== WHAT IS BEING ASKED ==
Please write out the data that follows, word for word.

== DATA FOR ANALYSIS ==
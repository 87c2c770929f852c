//! Rolling per-series bar buffer.
//!
//! Each (instrument, timeframe) stream keeps its last N bars in a ring buffer.
//! Timestamps are strictly increasing inside a window; a rejected push leaves
//! the window exactly as it was.

use std::collections::VecDeque;
use std::sync::Arc;

use chrono::NaiveDateTime;

use super::error::DataError;
use super::ohlcv::{Bar, SeriesKey};

#[derive(Debug, Clone)]
pub struct MarketWindow {
    key: SeriesKey,
    capacity: usize,
    bars: VecDeque<Bar>,
}

impl MarketWindow {
    /// A capacity of zero is treated as one.
    pub fn new(key: SeriesKey, capacity: usize) -> Self {
        let capacity = capacity.max(1);
        Self {
            key,
            capacity,
            bars: VecDeque::with_capacity(capacity),
        }
    }

    pub fn key(&self) -> &SeriesKey {
        &self.key
    }

    pub fn capacity(&self) -> usize {
        self.capacity
    }

    pub fn len(&self) -> usize {
        self.bars.len()
    }

    pub fn is_empty(&self) -> bool {
        self.bars.is_empty()
    }

    pub fn latest_timestamp(&self) -> Option<NaiveDateTime> {
        self.bars.back().map(|b| b.timestamp)
    }

    /// Append a bar, evicting the oldest one when full.
    pub fn push(&mut self, bar: Bar) -> Result<(), DataError> {
        if bar.instrument != self.key.instrument || bar.timeframe != self.key.timeframe {
            return Err(DataError::KeyMismatch {
                expected: self.key.to_string(),
                got: bar.key().to_string(),
            });
        }
        bar.validate()?;
        if let Some(latest) = self.latest_timestamp() {
            if bar.timestamp <= latest {
                return Err(DataError::OutOfOrder {
                    key: self.key.to_string(),
                    timestamp: bar.timestamp,
                    latest,
                });
            }
        }

        if self.bars.len() == self.capacity {
            self.bars.pop_front();
        }
        self.bars.push_back(bar);
        Ok(())
    }

    pub fn snapshot(&self) -> WindowSnapshot {
        WindowSnapshot {
            key: self.key.clone(),
            bars: self.bars.iter().cloned().collect(),
        }
    }
}

/// Read-only copy of a window's contents at one point in time.
#[derive(Debug, Clone, PartialEq)]
pub struct WindowSnapshot {
    key: SeriesKey,
    bars: Arc<[Bar]>,
}

impl WindowSnapshot {
    pub fn new(key: SeriesKey, bars: Vec<Bar>) -> Self {
        Self {
            key,
            bars: bars.into(),
        }
    }

    pub fn key(&self) -> &SeriesKey {
        &self.key
    }

    pub fn bars(&self) -> &[Bar] {
        &self.bars
    }

    pub fn len(&self) -> usize {
        self.bars.len()
    }

    pub fn is_empty(&self) -> bool {
        self.bars.is_empty()
    }

    pub fn latest(&self) -> Option<&Bar> {
        self.bars.last()
    }

    pub fn closes(&self) -> Vec<f64> {
        self.bars.iter().map(|b| b.close).collect()
    }
}

#[cfg(test)]
mod tests {
    use super::*;
    use crate::domain::ohlcv::Timeframe;
    use chrono::{Duration, NaiveDate};

    fn base() -> NaiveDateTime {
        NaiveDate::from_ymd_opt(2024, 1, 1)
            .unwrap()
            .and_hms_opt(0, 0, 0)
            .unwrap()
    }

    fn make_bar(hour: i64, close: f64) -> Bar {
        Bar {
            instrument: "EURUSD".into(),
            timeframe: Timeframe::H1,
            timestamp: base() + Duration::hours(hour),
            open: close,
            high: close + 1.0,
            low: close - 1.0,
            close,
            volume: 100.0,
        }
    }

    fn window(capacity: usize) -> MarketWindow {
        MarketWindow::new(SeriesKey::new("EURUSD", Timeframe::H1), capacity)
    }

    #[test]
    fn three_bar_window_keeps_order_then_evicts_oldest() {
        let mut w = window(3);
        w.push(make_bar(0, 10.0)).unwrap();
        w.push(make_bar(1, 11.0)).unwrap();
        w.push(make_bar(2, 9.0)).unwrap();

        let snap = w.snapshot();
        assert_eq!(snap.closes(), vec![10.0, 11.0, 9.0]);

        w.push(make_bar(3, 12.0)).unwrap();
        assert_eq!(w.len(), 3);
        assert_eq!(w.snapshot().closes(), vec![11.0, 9.0, 12.0]);
    }

    #[test]
    fn snapshot_is_unaffected_by_later_pushes() {
        let mut w = window(2);
        w.push(make_bar(0, 10.0)).unwrap();
        let snap = w.snapshot();
        w.push(make_bar(1, 11.0)).unwrap();
        w.push(make_bar(2, 12.0)).unwrap();
        assert_eq!(snap.closes(), vec![10.0]);
    }

    #[test]
    fn duplicate_timestamp_is_out_of_order() {
        let mut w = window(3);
        w.push(make_bar(5, 10.0)).unwrap();
        let err = w.push(make_bar(5, 11.0)).unwrap_err();
        assert!(matches!(err, DataError::OutOfOrder { .. }));
        assert_eq!(w.snapshot().closes(), vec![10.0]);
    }

    #[test]
    fn older_timestamp_is_out_of_order() {
        let mut w = window(3);
        w.push(make_bar(5, 10.0)).unwrap();
        assert!(matches!(
            w.push(make_bar(4, 11.0)),
            Err(DataError::OutOfOrder { .. })
        ));
        assert_eq!(w.len(), 1);
    }

    #[test]
    fn malformed_bar_leaves_window_untouched() {
        let mut w = window(3);
        w.push(make_bar(0, 10.0)).unwrap();
        let mut bad = make_bar(1, 11.0);
        bad.low = 20.0;
        assert!(matches!(w.push(bad), Err(DataError::Malformed { .. })));
        assert_eq!(w.snapshot().closes(), vec![10.0]);
    }

    #[test]
    fn wrong_key_is_rejected() {
        let mut w = window(3);
        let mut bar = make_bar(0, 10.0);
        bar.instrument = "GBPUSD".into();
        assert!(matches!(w.push(bar), Err(DataError::KeyMismatch { .. })));
    }

    #[test]
    fn zero_capacity_behaves_as_one() {
        let mut w = window(0);
        assert_eq!(w.capacity(), 1);
        w.push(make_bar(0, 10.0)).unwrap();
        w.push(make_bar(1, 11.0)).unwrap();
        assert_eq!(w.snapshot().closes(), vec![11.0]);
    }
}
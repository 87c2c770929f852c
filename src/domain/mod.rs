//! Core domain types and decision logic.

pub mod config_validation;
pub mod cycle;
pub mod engine;
pub mod error;
pub mod execution;
pub mod indicator;
pub mod indicator_bank;
pub mod ledger;
pub mod market_window;
pub mod ohlcv;
pub mod order;
pub mod portfolio;
pub mod position;
pub mod prediction;
pub mod risk;
pub mod signal;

== ANSWER SPACE ==
repository 87c2c770929f852c
//! Rolling per-series bar buffer.
//!
//! Each (instrument, timeframe) stream keeps its last N bars in a ring buffer.
//! Timestamps are strictly increasing inside a window; a rejected push leaves
//! the window exactly as it was.

use std::collections::VecDeque;
use std::sync::Arc;

use chrono::NaiveDateTime;

use super::error::DataError;
use super::ohlcv::{Bar, SeriesKey};

#[derive(Debug, Clone)]
pub struct MarketWindow {
    key: SeriesKey,
    capacity: usize,
    bars: VecDeque<Bar>,
}

impl MarketWindow {
    /// A capacity of zero is treated as one.
    pub fn new(key: SeriesKey, capacity: usize) -> Self {
        let capacity = capacity.max(1);
        Self {
            key,
            capacity,
            bars: VecDeque::with_capacity(capacity),
        }
    }

    pub fn key(&self) -> &SeriesKey {
        &self.key
    }

    pub fn capacity(&self) -> usize {
        self.capacity
    }

    pub fn len(&self) -> usize {
        self.bars.len()
    }

    pub fn is_empty(&self) -> bool {
        self.bars.is_empty()
    }

    pub fn latest_timestamp(&self) -> Option<NaiveDateTime> {
        self.bars.back().map(|b| b.timestamp)
    }

    /// Append a bar, evicting the oldest one when full.
    pub fn push(&mut self, bar: Bar) -> Result<(), DataError> {
        if bar.instrument != self.key.instrument || bar.timeframe != self.key.timeframe {
            return Err(DataError::KeyMismatch {
                expected: self.key.to_string(),
                got: bar.key().to_string(),
            });
        }
        bar.validate()?;
        if let Some(latest) = self.latest_timestamp() {
            if bar.timestamp <= latest {
                return Err(DataError::OutOfOrder {
                    key: self.key.to_string(),
                    timestamp: bar.timestamp,
                    latest,
                });
            }
        }

        if self.bars.len() == self.capacity {
            self.bars.pop_front();
        }
        self.bars.push_back(bar);
        Ok(())
    }

    pub fn snapshot(&self) -> WindowSnapshot {
        WindowSnapshot {
            key: self.key.clone(),
            bars: self.bars.iter().cloned().collect(),
        }
    }
}

/// Read-only copy of a window's contents at one point in time.
#[derive(Debug, Clone, PartialEq)]
pub struct WindowSnapshot {
    key: SeriesKey,
    bars: Arc<[Bar]>,
}

impl WindowSnapshot {
    pub fn new(key: SeriesKey, bars: Vec<Bar>) -> Self {
        Self {
            key,
            bars: bars.into(),
        }
    }

    pub fn key(&self) -> &SeriesKey {
        &self.key
    }

    pub fn bars(&self) -> &[Bar] {
        &self.bars
    }

    pub fn len(&self) -> usize {
        self.bars.len()
    }

    pub fn is_empty(&self) -> bool {
        self.bars.is_empty()
    }

    pub fn latest(&self) -> Option<&Bar> {
        self.bars.last()
    }

    pub fn closes(&self) -> Vec<f64> {
        self.bars.iter().map(|b| b.close).collect()
    }
}

#[cfg(test)]
mod tests {
    use super::*;
    use crate::domain::ohlcv::Timeframe;
    use chrono::{Duration, NaiveDate};

    fn base() -> NaiveDateTime {
        NaiveDate::from_ymd_opt(2024, 1, 1)
            .unwrap()
            .and_hms_opt(0, 0, 0)
            .unwrap()
    }

    fn make_bar(hour: i64, close: f64) -> Bar {
        Bar {
            instrument: "EURUSD".into(),
            timeframe: Timeframe::H1,
            timestamp: base() + Duration::hours(hour),
            open: close,
            high: close + 1.0,
            low: close - 1.0,
            close,
            volume: 100.0,
        }
    }

    fn window(capacity: usize) -> MarketWindow {
        MarketWindow::new(SeriesKey::new("EURUSD", Timeframe::H1), capacity)
    }

    #[test]
    fn three_bar_window_keeps_order_then_evicts_oldest() {
        let mut w = window(3);
        w.push(make_bar(0, 10.0)).unwrap();
        w.push(make_bar(1, 11.0)).unwrap();
        w.push(make_bar(2, 9.0)).unwrap();

        let snap = w.snapshot();
        assert_eq!(snap.closes(), vec![10.0, 11.0, 9.0]);

        w.push(make_bar(3, 12.0)).unwrap();
        assert_eq!(w.len(), 3);
        assert_eq!(w.snapshot().closes(), vec![11.0, 9.0, 12.0]);
    }

    #[test]
    fn snapshot_is_unaffected_by_later_pushes() {
        let mut w = window(2);
        w.push(make_bar(0, 10.0)).unwrap();
        let snap = w.snapshot();
        w.push(make_bar(1, 11.0)).unwrap();
        w.push(make_bar(2, 12.0)).unwrap();
        assert_eq!(snap.closes(), vec![10.0]);
    }

    #[test]
    fn duplicate_timestamp_is_out_of_order() {
        let mut w = window(3);
        w.push(make_bar(5, 10.0)).unwrap();
        let err = w.push(make_bar(5, 11.0)).unwrap_err();
        assert!(matches!(err, DataError::OutOfOrder { .. }));
        assert_eq!(w.snapshot().closes(), vec![10.0]);
    }

    #[test]
    fn older_timestamp_is_out_of_order() {
        let mut w = window(3);
        w.push(make_bar(5, 10.0)).unwrap();
        assert!(matches!(
            w.push(make_bar(4, 11.0)),
            Err(DataError::OutOfOrder { .. })
        ));
        assert_eq!(w.len(), 1);
    }

    #[test]
    fn malformed_bar_leaves_window_untouched() {
        let mut w = window(3);
        w.push(make_bar(0, 10.0)).unwrap();
        let mut bad = make_bar(1, 11.0);
        bad.low = 20.0;
        assert!(matches!(w.push(bad), Err(DataError::Malformed { .. })));
        assert_eq!(w.snapshot().closes(), vec![10.0]);
    }

    #[test]
    fn wrong_key_is_rejected() {
        let mut w = window(3);
        let mut bar = make_bar(0, 10.0);
        bar.instrument = "GBPUSD".into();
        assert!(matches!(w.push(bar), Err(DataError::KeyMismatch { .. })));
    }

    #[test]
    fn zero_capacity_behaves_as_one() {
        let mut w = window(0);
        assert_eq!(w.capacity(), 1);
        w.push(make_bar(0, 10.0)).unwrap();
        w.push(make_bar(1, 11.0)).unwrap();
        assert_eq!(w.snapshot().closes(), vec![11.0]);
    }
}
repository 87c2c770929f852c
filename src/domain/mod.rs
//! Core domain types and decision logic.

pub mod config_validation;
pub mod cycle;
pub mod engine;
pub mod error;
pub mod execution;
pub mod indicator;
pub mod indicator_bank;
pub mod ledger;
pub mod market_window;
pub mod ohlcv;
pub mod order;
pub mod portfolio;
pub mod position;
pub mod prediction;
pub mod risk;
pub mod signal;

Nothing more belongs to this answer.